Irene Gallagher, a vice president in the health solutions legal consulting group at Aon, said even though Johnson and Johnson had a health benefits committee, the plaintiffs alleged that this committee did not fully consider what prescription drugs would cost and that it should have chosen a different pricing structure from their PBM.
“[Health plans] are now under more scrutiny as a result of this lawsuit,” Gallagher said. “How successful this litigation might be is not really what the concern is for us today. Right now, it comes back to procedural issues: How do you check the boxes [and] make sure that the employer is protecting itself by putting in place the proper fiduciary discretion … and understanding the scope of [its] duties in order to [achieve] the best result for plan participants?”
Fiduciary Due Diligence
In order to establish a better fiduciary process, Aon suggested plan sponsors should:
- Establish a health and welfare plan fiduciary committee and defining its duties and powers in a charter
- Document committee responsibilities and decisions in the charter and in meeting minutes;
- Develop committee processes for selecting medical third-party administrators and PBMs and monitor those on an ongoing basis; and
- Report the compensation of consultants and brokers.

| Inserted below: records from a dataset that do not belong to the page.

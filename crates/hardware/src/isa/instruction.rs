//! Instruction encoding and decoding utilities.
//!
//! Provides bit extraction for the fields of a 32-bit instruction word and the
//! inverse encoder used by assemblers and tests.

use crate::common::Word;

/// Bit shift of the opcode field.
pub const OPCODE_SHIFT: u32 = 22;
/// Bit shift of the regA field (bits 19-21).
pub const REG_A_SHIFT: u32 = 19;
/// Bit shift of the regB field (bits 16-18).
pub const REG_B_SHIFT: u32 = 16;
/// Bit mask for a register field.
pub const REG_MASK: i32 = 0x7;
/// Bit mask for the 16-bit immediate field.
pub const IMM_MASK: i32 = 0xFFFF;
/// Sign bit of the immediate field.
const IMM_SIGN_BIT: i32 = 1 << 15;

/// Trait for extracting instruction fields from encoded instructions.
pub trait InstructionBits {
    /// Opcode field: the word shifted right by 22, sign preserved.
    ///
    /// Negative words and words with bits above 24 set never match an opcode.
    fn opcode_field(&self) -> i32;

    /// First register operand (bits 19-21).
    fn reg_a(&self) -> usize;

    /// Second register operand (bits 16-18).
    fn reg_b(&self) -> usize;

    /// Raw 16-bit immediate field (bits 0-15).
    fn imm_field(&self) -> i32;

    /// Immediate field sign-extended from 16 bits.
    fn offset(&self) -> i32;

    /// Destination register of add/nand: the low three bits of the immediate field.
    fn dest(&self) -> usize;
}

impl InstructionBits for Word {
    #[inline(always)]
    fn opcode_field(&self) -> i32 {
        self >> OPCODE_SHIFT
    }

    #[inline(always)]
    fn reg_a(&self) -> usize {
        ((self >> REG_A_SHIFT) & REG_MASK) as usize
    }

    #[inline(always)]
    fn reg_b(&self) -> usize {
        ((self >> REG_B_SHIFT) & REG_MASK) as usize
    }

    #[inline(always)]
    fn imm_field(&self) -> i32 {
        self & IMM_MASK
    }

    #[inline(always)]
    fn offset(&self) -> i32 {
        sign_extend_16(self.imm_field())
    }

    #[inline(always)]
    fn dest(&self) -> usize {
        (self & REG_MASK) as usize
    }
}

/// Converts a 16-bit two's complement field into a word.
pub const fn sign_extend_16(field: i32) -> i32 {
    if field & IMM_SIGN_BIT != 0 {
        field - (1 << 16)
    } else {
        field
    }
}

/// Packs an instruction word from its fields.
///
/// Register indices are masked to three bits and the immediate to sixteen.
pub const fn encode(opcode: i32, reg_a: usize, reg_b: usize, imm: i32) -> Word {
    (opcode << OPCODE_SHIFT)
        | ((reg_a as i32 & REG_MASK) << REG_A_SHIFT)
        | ((reg_b as i32 & REG_MASK) << REG_B_SHIFT)
        | (imm & IMM_MASK)
}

Speakers at the webinar also emphasized the importance of reviewing vendor contracts, explaining that contracts should have explicit and enumerated requirements for vendors, to keep the plan in accordance with applicable laws.
Ed Doherty, also a vice president in the health solutions legal consulting group at Aon, recommended that fiduciaries seek legal counsel’s review of all contracts before they are executed and seek review of contract terms such as indemnification provisions, performance guarantees and the right to audit a TPA or PBM.
“[Plan sponsors] need to take a step back, consider what [they] have in place right now, [and decide] if it is appropriate for the organization [and its] level of sophistication,” Doherty said.
Delaney adds that the abilities for people to be financially secure in retirement and be able to afford health care costs are very much intertwined.
“If people aren’t retiring or are hesitant to retire … it all ties back to the [fact that the] cost of health care has spiraled out of control, and the individual consumers don’t know what to do,” she says. “The ultimate solution is clear transparency, better ways to buy insurance and understanding the cost of it. But it’s all going to start with these lawsuits. There’s been all this funny business with the way people are collecting compensation. If we can change that, we can change the outcome.”